__What the task asks__
Which lines make up the answer? Those from the line with "pub mod signing;" through the end of the data; reproduce them exactly.

Stored items:
● ● ● ● ● ● ●
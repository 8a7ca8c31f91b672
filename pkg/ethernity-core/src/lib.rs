/*
 * ethernity: durable paper backups of arbitrary files
 * Copyright (C) 2026 Ethernity contributors
 *
 * This program is free software: you can redistribute it and/or modify
 * it under the terms of the GNU General Public License as published by
 * the Free Software Foundation, either version 3 of the License, or
 * (at your option) any later version.
 *
 * This program is distributed in the hope that it will be useful,
 * but WITHOUT ANY WARRANTY; without even the implied warranty of
 * MERCHANTABILITY or FITNESS FOR A PARTICULAR PURPOSE.  See the
 * GNU General Public License for more details.
 *
 * You should have received a copy of the GNU General Public License
 * along with this program.  If not, see <https://www.gnu.org/licenses/>.
 */

//! Cryptographic and encoding pipeline for durable paper backups of
//! arbitrary files: envelope packing, passphrase encryption, Ed25519
//! signing, Shamir secret sharing, QR/fallback framing, and the top-level
//! backup/recover pipelines that compose them.

#![forbid(unsafe_code)]

#[cfg(test)]
extern crate quickcheck;
#[cfg(test)]
#[macro_use]
extern crate quickcheck_macros;

pub mod error;

pub mod varint;
pub mod zbase32;
pub mod base64url;
pub mod cbor;
pub mod crc32;

pub mod frame;
pub mod chunk;
pub mod qr;
pub mod fallback;

pub mod hashid;
pub mod signing;
pub mod sharding;
pub mod crypto;
pub mod envelope;
pub mod plan;

pub mod backup;
pub mod recover;

pub use error::{Error, Result};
● ● ● ● ● ● ●
__Result for this task__
pub mod signing;
pub mod sharding;
pub mod crypto;
pub mod envelope;
pub mod plan;

pub mod backup;
pub mod recover;

pub use error::{Error, Result};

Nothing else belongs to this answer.